▸ Provided information:
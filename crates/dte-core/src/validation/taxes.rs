//! # Tax Computation Rule
//!
//! Reconciles the tax codes on items with the summary tax lines and
//! recomputes each known tax.
//!
//! ```text
//! items[*].taxes ──► set of codes ──┐
//!                                   ├──► same set, no duplicates
//! summary.taxes  ──► set of codes ──┘
//!                                   │
//!                                   ▼
//!        per code: expected = catalog formula(base, discount, quantity)
//!                  declared ≈ expected
//! ```

use std::collections::BTreeSet;

use rust_decimal::Decimal;

use super::{amount, overflow, RuleResult};
use crate::decimal::{checked_sum, equal_with_tolerance, round_money};
use crate::error::{ErrorCode, ValidationError};
use crate::tax::{self, VAT_CODE};
use crate::types::{Document, Item};

pub(super) fn check(doc: &Document) -> RuleResult {
    let s = &doc.summary;

    let mut declared = BTreeSet::new();
    for line in &s.taxes {
        if !declared.insert(line.code.as_str()) {
            return Err(ValidationError::new(ErrorCode::DuplicateSummaryTax).param(&line.code));
        }
    }

    if s.total_taxed > Decimal::ZERO && !declared.contains(VAT_CODE) {
        return Err(ValidationError::new(ErrorCode::MissingVatTax));
    }

    let carried: BTreeSet<&str> = doc
        .items
        .iter()
        .flat_map(|i| i.taxes.iter().map(String::as_str))
        .collect();

    if let Some(code) = carried.difference(&declared).next() {
        return Err(ValidationError::new(ErrorCode::MissingSummaryTax).param(code));
    }
    if let Some(code) = declared.difference(&carried).next() {
        return Err(ValidationError::new(ErrorCode::UnexpectedSummaryTax).param(code));
    }

    for line in &s.taxes {
        let Some(definition) = tax::lookup(&line.code) else {
            continue;
        };
        if definition.is_unvalidated() {
            continue;
        }

        let carrying: Vec<&Item> = doc.items.iter().filter(|i| i.carries_tax(&line.code)).collect();
        let expected = checked_sum(carrying.iter().map(|i| i.taxed_sale))
            .zip(checked_sum(carrying.iter().map(|i| i.quantity)))
            .and_then(|(base, quantity)| {
                let discount = tax::prorated_discount(s.taxed_discount, base, s.total_taxed)?;
                definition.expected_value(base, discount, quantity)
            })
            .map(round_money)
            .ok_or_else(|| overflow(&line.code))?;

        if !equal_with_tolerance(line.value, expected) {
            return Err(ValidationError::new(ErrorCode::InvalidTaxCalculation)
                .param(&line.code)
                .param(amount(expected))
                .param(amount(line.value)));
        }
    }

    Ok(())
}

▸ What is being asked: The full listing should be duplicated exactly, line by line.

▸ Result of the exercise:
filename crates/dte-core/src/validation/taxes.rs
//! # Tax Computation Rule
//!
//! Reconciles the tax codes on items with the summary tax lines and
//! recomputes each known tax.
//!
//! ```text
//! items[*].taxes ──► set of codes ──┐
//!                                   ├──► same set, no duplicates
//! summary.taxes  ──► set of codes ──┘
//!                                   │
//!                                   ▼
//!        per code: expected = catalog formula(base, discount, quantity)
//!                  declared ≈ expected
//! ```

use std::collections::BTreeSet;

use rust_decimal::Decimal;

use super::{amount, overflow, RuleResult};
use crate::decimal::{checked_sum, equal_with_tolerance, round_money};
use crate::error::{ErrorCode, ValidationError};
use crate::tax::{self, VAT_CODE};
use crate::types::{Document, Item};

pub(super) fn check(doc: &Document) -> RuleResult {
    let s = &doc.summary;

    let mut declared = BTreeSet::new();
    for line in &s.taxes {
        if !declared.insert(line.code.as_str()) {
            return Err(ValidationError::new(ErrorCode::DuplicateSummaryTax).param(&line.code));
        }
    }

    if s.total_taxed > Decimal::ZERO && !declared.contains(VAT_CODE) {
        return Err(ValidationError::new(ErrorCode::MissingVatTax));
    }

    let carried: BTreeSet<&str> = doc
        .items
        .iter()
        .flat_map(|i| i.taxes.iter().map(String::as_str))
        .collect();

    if let Some(code) = carried.difference(&declared).next() {
        return Err(ValidationError::new(ErrorCode::MissingSummaryTax).param(code));
    }
    if let Some(code) = declared.difference(&carried).next() {
        return Err(ValidationError::new(ErrorCode::UnexpectedSummaryTax).param(code));
    }

    for line in &s.taxes {
        let Some(definition) = tax::lookup(&line.code) else {
            continue;
        };
        if definition.is_unvalidated() {
            continue;
        }

        let carrying: Vec<&Item> = doc.items.iter().filter(|i| i.carries_tax(&line.code)).collect();
        let expected = checked_sum(carrying.iter().map(|i| i.taxed_sale))
            .zip(checked_sum(carrying.iter().map(|i| i.quantity)))
            .and_then(|(base, quantity)| {
                let discount = tax::prorated_discount(s.taxed_discount, base, s.total_taxed)?;
                definition.expected_value(base, discount, quantity)
            })
            .map(round_money)
            .ok_or_else(|| overflow(&line.code))?;

        if !equal_with_tolerance(line.value, expected) {
            return Err(ValidationError::new(ErrorCode::InvalidTaxCalculation)
                .param(&line.code)
                .param(amount(expected))
                .param(amount(line.value)));
        }
    }

    Ok(())
}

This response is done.